A lot of us would like to believe that we’re fairly immune to marketing.  Sure, other people are easily persuaded.  But we’re smarter than that.  We use our free will, make our own choices.  Which is pure nonsense, of course.  Open your refrigerator.  What’s in it?  Did you buy it?  Why that milk carton instead of the others?  Why those particular carrots?  Why that frozen pizza, organic cheese, bottled beer?  Was it cheaper?  Is it pitched as being healthier?  Did it have a convenient place on the supermarket shelf?  Did your friends recommend it?

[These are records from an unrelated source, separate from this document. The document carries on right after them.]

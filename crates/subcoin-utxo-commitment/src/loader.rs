//! Turning received chunk files back into a live UTXO set.
//!
//! Chunk files are decoded into a tab separated ingest file first, which is then handed to the
//! live store as a single bulk load.

use crate::bucket::EMPTY_BUCKET_NAME;
use crate::error::{Error, Result};
use crate::live::LiveUtxoStore;
use crate::record::{CommittedUtxo, MAX_SPENDABLE_SCRIPT_BYTE_COUNT};
use bitcoin::Txid;
use bitcoin::hashes::Hash;
use serde::{Deserialize, Serialize};
use std::fs::File;
use std::io::Read;
use std::path::{Path, PathBuf};
use subcoin_crypto::EcMultiset;

// Fixed fields, the largest CompactSize prefix and the largest script.
const MAX_ENCODED_UTXO_SIZE: usize = 48 + 9 + MAX_SPENDABLE_SCRIPT_BYTE_COUNT;

const READ_CHUNK_SIZE: usize = 64 * 1024;

/// One row of the ingest file.
#[derive(Debug, Serialize, Deserialize)]
struct IngestRow {
    transaction_hash: String,
    output_index: u32,
    block_height: u32,
    is_coinbase: u8,
    amount: i64,
    locking_script: String,
}

impl From<&CommittedUtxo> for IngestRow {
    fn from(utxo: &CommittedUtxo) -> Self {
        Self {
            transaction_hash: hex::encode_upper(utxo.output_id().txid_display_bytes()),
            output_index: utxo.vout,
            block_height: utxo.height,
            is_coinbase: utxo.is_coinbase as u8,
            amount: utxo.amount,
            locking_script: hex::encode_upper(&utxo.script_pubkey),
        }
    }
}

impl IngestRow {
    fn into_utxo(self, line: u64) -> Result<CommittedUtxo> {
        let malformed = |reason: String| Error::MalformedIngestRow { line, reason };

        let mut txid: [u8; 32] = hex::decode(&self.transaction_hash)
            .map_err(|err| malformed(format!("transaction hash: {err}")))?
            .try_into()
            .map_err(|_| malformed("transaction hash is not 32 bytes".to_string()))?;
        txid.reverse();

        let is_coinbase = match self.is_coinbase {
            0 => false,
            1 => true,
            flag => return Err(malformed(format!("coinbase flag {flag}"))),
        };

        let script_pubkey = hex::decode(&self.locking_script)
            .map_err(|err| malformed(format!("locking script: {err}")))?;
        if script_pubkey.len() > MAX_SPENDABLE_SCRIPT_BYTE_COUNT {
            return Err(malformed(format!("locking script of {} bytes", script_pubkey.len())));
        }

        Ok(CommittedUtxo {
            txid: Txid::from_byte_array(txid),
            vout: self.output_index,
            height: self.block_height,
            is_coinbase,
            amount: self.amount,
            script_pubkey,
        })
    }
}

/// Summary of [`build_ingest_file`].
#[derive(Debug, Clone, Copy, PartialEq, Eq)]
pub struct IngestReport {
    pub utxo_count: u64,
    /// `false` if decoding stopped before the end of the input.
    pub complete: bool,
}

/// Decodes records from a sequence of files as if they were one contiguous byte stream.
struct ChunkStream {
    files: std::vec::IntoIter<PathBuf>,
    current: Option<File>,
    buf: Vec<u8>,
    pos: usize,
}

impl ChunkStream {
    fn new(chunk_files: &[PathBuf]) -> Self {
        Self {
            files: chunk_files.to_vec().into_iter(),
            current: None,
            buf: Vec::new(),
            pos: 0,
        }
    }

    /// Returns the next record, `None` at the end of the input or at the first malformed record.
    fn next_utxo(&mut self) -> Result<Option<CommittedUtxo>> {
        loop {
            let mut cursor = &self.buf[self.pos..];
            let available = cursor.len();

            if let Some(utxo) = CommittedUtxo::decode(&mut cursor) {
                self.pos += available - cursor.len();
                return Ok(Some(utxo));
            }

            // A full record fits in the buffer, more input would not help.
            if available >= MAX_ENCODED_UTXO_SIZE || !self.fill()? {
                return Ok(None);
            }
        }
    }

    /// Whether every input byte has been consumed.
    fn is_drained(&mut self) -> Result<bool> {
        Ok(self.pos == self.buf.len() && !self.fill()?)
    }

    // Appends more input to the buffer, returns `false` once every file is exhausted.
    fn fill(&mut self) -> Result<bool> {
        self.buf.drain(..self.pos);
        self.pos = 0;

        loop {
            let mut file = match self.current.take() {
                Some(file) => file,
                None => match self.files.next() {
                    Some(path) => File::open(path)?,
                    None => return Ok(false),
                },
            };

            let len = self.buf.len();
            self.buf.resize(len + READ_CHUNK_SIZE, 0);
            let read = file.read(&mut self.buf[len..])?;
            self.buf.truncate(len + read);

            if read > 0 {
                self.current = Some(file);
                return Ok(true);
            }
        }
    }
}

/// Decodes `chunk_files` in the given order into a bulk ingest file at `output`.
///
/// Decoding stops at the first malformed record, the rows written up to that point are kept
/// and the report is marked incomplete.
pub fn build_ingest_file(chunk_files: &[PathBuf], output: &Path) -> Result<IngestReport> {
    let mut writer = csv::WriterBuilder::new()
        .delimiter(b'\t')
        .has_headers(false)
        .from_path(output)?;

    let mut stream = ChunkStream::new(chunk_files);
    let mut utxo_count = 0u64;

    while let Some(utxo) = stream.next_utxo()? {
        writer.serialize(IngestRow::from(&utxo))?;
        utxo_count += 1;
    }

    writer.flush()?;

    let complete = stream.is_drained()?;
    if !complete {
        tracing::warn!(utxo_count, ?output, "Malformed UTXO commitment data, ingest file truncated");
    }

    Ok(IngestReport {
        utxo_count,
        complete,
    })
}

/// Parses the ingest file at `path` and bulk loads it into `store`.
///
/// Rows are parsed while they are loaded, all within one bulk load. A single malformed row
/// rejects the whole file and leaves the store untouched.
pub async fn load_ingest_file<S: LiveUtxoStore + ?Sized>(path: &Path, store: &S) -> Result<u64> {
    let reader = csv::ReaderBuilder::new()
        .delimiter(b'\t')
        .has_headers(false)
        .from_reader(File::open(path)?);

    let rows = reader
        .into_deserialize::<IngestRow>()
        .enumerate()
        .map(|(index, row)| row?.into_utxo(index as u64 + 1));

    let utxo_count = store.bulk_load(Box::new(rows)).await?;

    tracing::info!(utxo_count, ?path, "Loaded UTXO ingest file");

    Ok(utxo_count)
}

/// Result of [`verify_chunk_file`].
#[derive(Debug, Clone)]
pub struct ChunkVerification {
    pub multiset: EcMultiset,
    pub utxo_count: u64,
    /// Records appear in ascending key order.
    pub is_sorted: bool,
    /// Every byte of the file decoded into a record.
    pub complete: bool,
}

/// Recomputes the multiset of a chunk file so it can be checked against its content address.
///
/// A missing empty placeholder verifies as the empty multiset, every other file must exist.
pub fn verify_chunk_file(path: &Path) -> Result<ChunkVerification> {
    let bytes = match std::fs::read(path) {
        Ok(bytes) => bytes,
        Err(err)
            if err.kind() == std::io::ErrorKind::NotFound
                && path
                    .file_stem()
                    .is_some_and(|stem| stem == EMPTY_BUCKET_NAME) =>
        {
            Vec::new()
        }
        Err(err) => return Err(err.into()),
    };

    let mut multiset = EcMultiset::new();
    let mut utxo_count = 0u64;
    let mut is_sorted = true;
    let mut previous = None;

    let mut complete = true;
    let mut cursor = bytes.as_slice();
    while !cursor.is_empty() {
        let start = cursor;
        let Some(utxo) = CommittedUtxo::decode(&mut cursor) else {
            complete = false;
            break;
        };
        multiset.insert(&start[..start.len() - cursor.len()]);
        utxo_count += 1;

        let output_id = utxo.output_id();
        if previous.is_some_and(|previous| previous >= output_id) {
            is_sorted = false;
        }
        previous.replace(output_id);
    }

    Ok(ChunkVerification {
        multiset,
        utxo_count,
        is_sorted,
        complete,
    })
}

#[cfg(test)]
mod tests {
    use super::*;
    use crate::live::LiveUtxoTable;

    fn random_utxos(count: usize) -> Vec<CommittedUtxo> {
        let mut rng = fastrand::Rng::with_seed(7);
        let mut utxos = (0..count)
            .map(|_| {
                let mut txid = [0u8; 32];
                rng.fill(&mut txid);
                CommittedUtxo {
                    txid: Txid::from_byte_array(txid),
                    vout: rng.u32(0..8),
                    height: rng.u32(0..800_000),
                    is_coinbase: rng.bool(),
                    amount: rng.i64(1..5_000_000_000),
                    script_pubkey: (0..rng.usize(0..60)).map(|_| rng.u8(..)).collect(),
                }
            })
            .collect::<Vec<_>>();
        utxos.sort_by_key(CommittedUtxo::output_id);
        utxos
    }

    fn encode_all(utxos: &[CommittedUtxo]) -> Vec<u8> {
        let mut bytes = Vec::new();
        for utxo in utxos {
            utxo.encode_to(&mut bytes);
        }
        bytes
    }

    #[tokio::test]
    async fn test_records_spanning_files_are_loaded() {
        let dir = tempfile::tempdir().unwrap();
        let utxos = random_utxos(20);
        let bytes = encode_all(&utxos);

        // Split the stream in the middle of records.
        let cuts = [0, 37, bytes.len() - 11, bytes.len()];
        let chunk_files = cuts
            .windows(2)
            .enumerate()
            .map(|(i, w)| {
                let path = dir.path().join(format!("chunk-{i}"));
                std::fs::write(&path, &bytes[w[0]..w[1]]).unwrap();
                path
            })
            .collect::<Vec<_>>();

        let ingest_path = dir.path().join("utxos.tsv");
        let report = build_ingest_file(&chunk_files, &ingest_path).unwrap();
        assert_eq!(
            report,
            IngestReport {
                utxo_count: 20,
                complete: true
            }
        );

        let first_line = std::fs::read_to_string(&ingest_path)
            .unwrap()
            .lines()
            .next()
            .unwrap()
            .to_string();
        let fields = first_line.split('\t').collect::<Vec<_>>();
        assert_eq!(fields.len(), 6);
        assert_eq!(
            fields[0],
            hex::encode_upper(utxos[0].output_id().txid_display_bytes())
        );

        let live = LiveUtxoTable::open(&dir.path().join("live.sqlite")).await.unwrap();
        assert_eq!(load_ingest_file(&ingest_path, &live).await.unwrap(), 20);
        assert_eq!(live.scan(None, 100).await.unwrap(), utxos);
    }

    #[test]
    fn test_truncated_input_is_reported() {
        let dir = tempfile::tempdir().unwrap();
        let utxos = random_utxos(5);
        let bytes = encode_all(&utxos);

        let chunk = dir.path().join("chunk");
        std::fs::write(&chunk, &bytes[..bytes.len() - 3]).unwrap();

        let ingest_path = dir.path().join("utxos.tsv");
        let report = build_ingest_file(&[chunk], &ingest_path).unwrap();
        assert_eq!(
            report,
            IngestReport {
                utxo_count: 4,
                complete: false
            }
        );
        assert_eq!(std::fs::read_to_string(&ingest_path).unwrap().lines().count(), 4);
    }

    #[test]
    fn test_no_chunk_files() {
        let dir = tempfile::tempdir().unwrap();
        let ingest_path = dir.path().join("utxos.tsv");
        let report = build_ingest_file(&[], &ingest_path).unwrap();
        assert_eq!(
            report,
            IngestReport {
                utxo_count: 0,
                complete: true
            }
        );
    }

    #[tokio::test]
    async fn test_malformed_row_rejects_whole_file() {
        let dir = tempfile::tempdir().unwrap();
        let chunk = dir.path().join("chunk");
        std::fs::write(&chunk, encode_all(&random_utxos(2))).unwrap();

        let ingest_path = dir.path().join("utxos.tsv");
        build_ingest_file(&[chunk], &ingest_path).unwrap();

        let mut content = std::fs::read_to_string(&ingest_path).unwrap();
        content.push_str(&format!("{}\t0\t10\t2\t500\t51\n", "AB".repeat(32)));
        std::fs::write(&ingest_path, content).unwrap();

        let live = LiveUtxoTable::open(&dir.path().join("live.sqlite")).await.unwrap();
        let err = load_ingest_file(&ingest_path, &live).await.unwrap_err();
        assert!(matches!(err, Error::MalformedIngestRow { line: 3, .. }));
        assert_eq!(live.utxo_count().await.unwrap(), 0);
    }

    #[tokio::test]
    async fn test_malformed_last_row_rolls_back_load() {
        let dir = tempfile::tempdir().unwrap();
        let chunk = dir.path().join("chunk");
        std::fs::write(&chunk, encode_all(&random_utxos(500))).unwrap();

        let ingest_path = dir.path().join("utxos.tsv");
        build_ingest_file(&[chunk], &ingest_path).unwrap();

        // Negative output index.
        let mut content = std::fs::read_to_string(&ingest_path).unwrap();
        content.push_str(&format!("{}\t-1\t10\t0\t500\t51\n", "CD".repeat(32)));
        std::fs::write(&ingest_path, content).unwrap();

        let live = LiveUtxoTable::open(&dir.path().join("live.sqlite")).await.unwrap();
        let err = load_ingest_file(&ingest_path, &live).await.unwrap_err();
        assert!(matches!(err, Error::Csv(_)), "{err:?}");
        assert_eq!(live.utxo_count().await.unwrap(), 0);

        // The same store accepts a well formed file afterwards.
        let valid = dir.path().join("valid.tsv");
        let utxos = random_utxos(3);
        let chunk = dir.path().join("chunk-valid");
        std::fs::write(&chunk, encode_all(&utxos)).unwrap();
        build_ingest_file(&[chunk], &valid).unwrap();
        assert_eq!(load_ingest_file(&valid, &live).await.unwrap(), 3);
        assert_eq!(live.scan(None, 10).await.unwrap(), utxos);
    }

    #[test]
    fn test_missing_empty_placeholder_verifies_as_empty() {
        let dir = tempfile::tempdir().unwrap();

        let placeholder = dir.path().join(EMPTY_BUCKET_NAME);
        let verification = verify_chunk_file(&placeholder).unwrap();
        assert!(verification.multiset.is_empty());
        assert_eq!(verification.utxo_count, 0);
        assert!(verification.complete);

        let with_extension = dir.path().join(format!("{EMPTY_BUCKET_NAME}.dat"));
        assert!(verify_chunk_file(&with_extension).unwrap().multiset.is_empty());

        let missing = dir.path().join(format!("{}.dat", "02".repeat(33)));
        assert!(matches!(verify_chunk_file(&missing), Err(Error::Io(_))));
    }

    #[test]
    fn test_verify_chunk_file() {
        let dir = tempfile::tempdir().unwrap();
        let utxos = random_utxos(10);

        let mut expected = EcMultiset::new();
        for utxo in &utxos {
            expected.insert(&utxo.encode());
        }

        let sorted = dir.path().join("sorted");
        std::fs::write(&sorted, encode_all(&utxos)).unwrap();
        let verification = verify_chunk_file(&sorted).unwrap();
        assert_eq!(verification.multiset.public_key(), expected.public_key());
        assert_eq!(verification.utxo_count, 10);
        assert!(verification.is_sorted);
        assert!(verification.complete);

        let mut reversed = utxos.clone();
        reversed.reverse();
        let unsorted = dir.path().join("unsorted");
        let mut bytes = encode_all(&reversed);
        bytes.push(0xff);
        std::fs::write(&unsorted, bytes).unwrap();
        let verification = verify_chunk_file(&unsorted).unwrap();
        assert_eq!(verification.multiset.public_key(), expected.public_key());
        assert!(!verification.is_sorted);
        assert!(!verification.complete);
    }
}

Lots of things influence our purchase decisions, create desires in us.  In Influence, Cialdini reduces those factors to six: reciprocity, commitment and consistency, social proof, liking, authority, and scarcityReciprocity says that if I do something for you, you feel obligated to do something for me.  I send you a “free gift” in the mail, so you feel obligated to donate to my charity.  Commitment and consistency says that once I get you to think of yourself as a certain kind of person, you feel you have to do certain things to stay consistent.  I spoke to a political campaign organizer who would use this to good effect.  The idea was to call registered Democratic voters, and poll them about their opinions on key democratic issues.  Once you had gotten them to verbally affirm the party line, then you ask them to help out with the campaign phone bank.  Because they had just verbally affirmed themselves as “good democrats”, they felt compelled to comply in order to seem consistent.  Social Proof says that if all your friends are doing it, you should do it, too.  The Internet is full of it these days — entire marketing agencies exist to pay people to write positive product reviews in massive astroturf campaigns.  Liking means pretty much what it says — the classic car salesman stereotype who sends Christmas cards to his customers year after year so they’ll buy from him again, because he’s just so sincere and likableAuthority also means what it says:  four out of five dentists recommend this book.  Finally, scarcity: if an item is seen as being scarce, it’s also seen as being more valuable.

Of course, these principles don’t apply just to marketing products.  As the title says, it’s about the psychology of persuasion, and the principles are the same no matter what we’re trying to persuade someone to do.  Whether we’re arguing for a political cause or trying to get a date, the methods work.  They work partly because of how we’re socialized, and partly because of how we socially evolved as a species.  Cialdini wisely appends a section to the end of each chapter entitled “How to Say No”, giving instructions for how to recognize when a particular technique is being used against us, and how to diffuse the influence without grossly violating social contracts.

Of course, he wants to sell you the book first.